Do nada a paz do serviço mudou. Nos primeiros dias dos terrores, nem suspeitei. Pensei ser qualquer coisa, menos alguma coisa do além. Frios surgiram em plenos dias quentes e espalhavam as folhas secas das quais eu penava para varrer e ajuntar. Por três vezes ouvi berros feios e horripilantes. Comecei a me sentir o Edu, de “Viagem Assombrosa”. Preferi, no entanto, acreditar que se tratava de um dos meus companheiros de trabalho, no caso, Zé Dentada.

O Zé Dentada não tinha muitos dos seus dentes, mas em compensação aprontava cada uma, mesmo que eu não desse trégua. O fim da picada foi o insistente "psiu! psiu!" que ouvi e quando cismei em atender, não encontrei ninguém a não ser um barulho forte de um retrato bem pregado no jazido cair. Nossa! A terra tremeu. O jazido não sofreu nenhuma alteração com a queda.

Persisti em não querer acreditar nas coisas do outro mundo. Peguei o retrato caído sobre o próprio jazido... Deus me proteja! Que objeto pesado. Eu com os meus onze anos de academia, um metro e oitenta e quatro centímetros de altura, noventa e sete quilos, juro não ter aguentado segurar aquele temível objeto. Achei impossível aquele ser de doze quilos e aproximadamente trinta centímetros por vinte e um de lado, vencer-me no peso.
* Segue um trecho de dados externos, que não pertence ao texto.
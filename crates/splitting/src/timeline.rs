use std::fs;
use std::path::Path;

use schemars::JsonSchema;
use serde::{Deserialize, Serialize};
use thiserror::Error;

use crate::timecode::{Timecode, TimecodeError};

#[derive(Error, Debug)]
pub enum TimelineError {
    #[error("cannot read timestamp file {path}: {source}")]
    Io {
        path: String,
        source: std::io::Error,
    },
    #[error("malformed timestamp file: {0}")]
    Yaml(#[from] serde_yaml::Error),
    #[error("invalid start time {key:?}: {source}")]
    InvalidStart { key: String, source: TimecodeError },
    #[error("start time key {key:?} is not a time expression")]
    UnsupportedKey { key: String },
    #[error("label for start time {key:?} must be a string")]
    NonStringLabel { key: String },
}

/// One split point: where a clip starts and what it should be called.
#[derive(Debug, Clone, PartialEq, Serialize, Deserialize, JsonSchema)]
pub struct TimestampEntry {
    pub start: Timecode,
    pub label: String,
}

/// The ordered list of split points defining the clips.
///
/// Loaded from a YAML mapping of `start time: label`. Insertion order is
/// load-bearing (each entry ends where the next one starts), so the document
/// is read as an ordered mapping rather than an associative container.
/// Duplicate keys are rejected at parse time instead of silently collapsing
/// into one entry.
#[derive(Debug, Clone, Default, PartialEq)]
pub struct Timeline {
    entries: Vec<TimestampEntry>,
}

impl Timeline {
    pub fn from_entries(entries: Vec<TimestampEntry>) -> Self {
        Self { entries }
    }

    /// Load a timeline from a YAML file
    pub fn from_yaml_file<P: AsRef<Path>>(path: P) -> Result<Self, TimelineError> {
        let path = path.as_ref();
        let content = fs::read_to_string(path).map_err(|source| TimelineError::Io {
            path: path.display().to_string(),
            source,
        })?;
        Self::from_yaml(&content)
    }

    /// Parse a timeline from a YAML mapping string
    pub fn from_yaml(content: &str) -> Result<Self, TimelineError> {
        let mapping: serde_yaml::Mapping = serde_yaml::from_str(content)?;

        let mut entries = Vec::with_capacity(mapping.len());
        for (key, value) in mapping {
            let start = match &key {
                serde_yaml::Value::String(s) => {
                    s.parse::<Timecode>()
                        .map_err(|source| TimelineError::InvalidStart {
                            key: s.clone(),
                            source,
                        })?
                }
                serde_yaml::Value::Number(n) => {
                    let seconds = n.as_f64().unwrap_or(-1.0);
                    if seconds < 0.0 {
                        return Err(TimelineError::UnsupportedKey { key: n.to_string() });
                    }
                    Timecode::from_secs_f64(seconds)
                }
                other => {
                    return Err(TimelineError::UnsupportedKey {
                        key: format!("{other:?}"),
                    });
                }
            };

            let label = match value {
                serde_yaml::Value::String(s) => s,
                _ => {
                    return Err(TimelineError::NonStringLabel {
                        key: start.to_string(),
                    });
                }
            };

            entries.push(TimestampEntry { start, label });
        }

        Ok(Self { entries })
    }

    pub fn entries(&self) -> &[TimestampEntry] {
        &self.entries
    }

    pub fn len(&self) -> usize {
        self.entries.len()
    }

    pub fn is_empty(&self) -> bool {
        self.entries.is_empty()
    }
}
Leigo ao fato, chamei um dos meus colegas para me ajudar. Veio Loucivaldo, um magrelo e alto, lá pela casa dos cinquenta e sete quilos, sem bunda, sem perna... dava até dó de ver a larga roupa tamanho g, sacudindo sobre o castigável corpo dele. Não era à toa que o chamavam pela escondida de João Bobo.

Chegou, justo ao momento que me agachei para limpar a sujeira da qual nem percebi e acabei cometendo devido ao susto da queda do quadro. Quando eu me levantei, surpreso, para o atender, o porta-retrato já estava reposto e limpo por ele . Avermelhado, agradeci. Ele me correspondeu com uma das palmas das mãos verticalmente exposta à minha frente. Aquilo batucou-me o dia todo. Como ele fez isso? Como ocorreu isso? Seria possível o cemitério realmente estar assombrado?

Minhas perguntas não eram respondias. Senti uma terrível caganeira pelo menos umas cinco vezes. Em todas fui ao banheiro. Gelava-me ao entrar. Não tinha opção: socorrer-me e evitar de passar uma vergonha diante do público ou dar de cara com qualquer ser do outro mundo? Mais uma vez não tive respostas.

Finalmente o final do expediente chegou. Esqueci de avisar, no primeiro tempo livre que tive, corri para a farmácia, comprei energético e dois fraldão. Naquele dia fui embora de fraldão. Não aguentava mais entrar no banheiro. Numa das vezes que fui ao banheiro, parecia um ambiente tão movimentado. Era tanto " "Toque! Toque! Toque!”. Foi aí que apelei ao fraldão e energéticos.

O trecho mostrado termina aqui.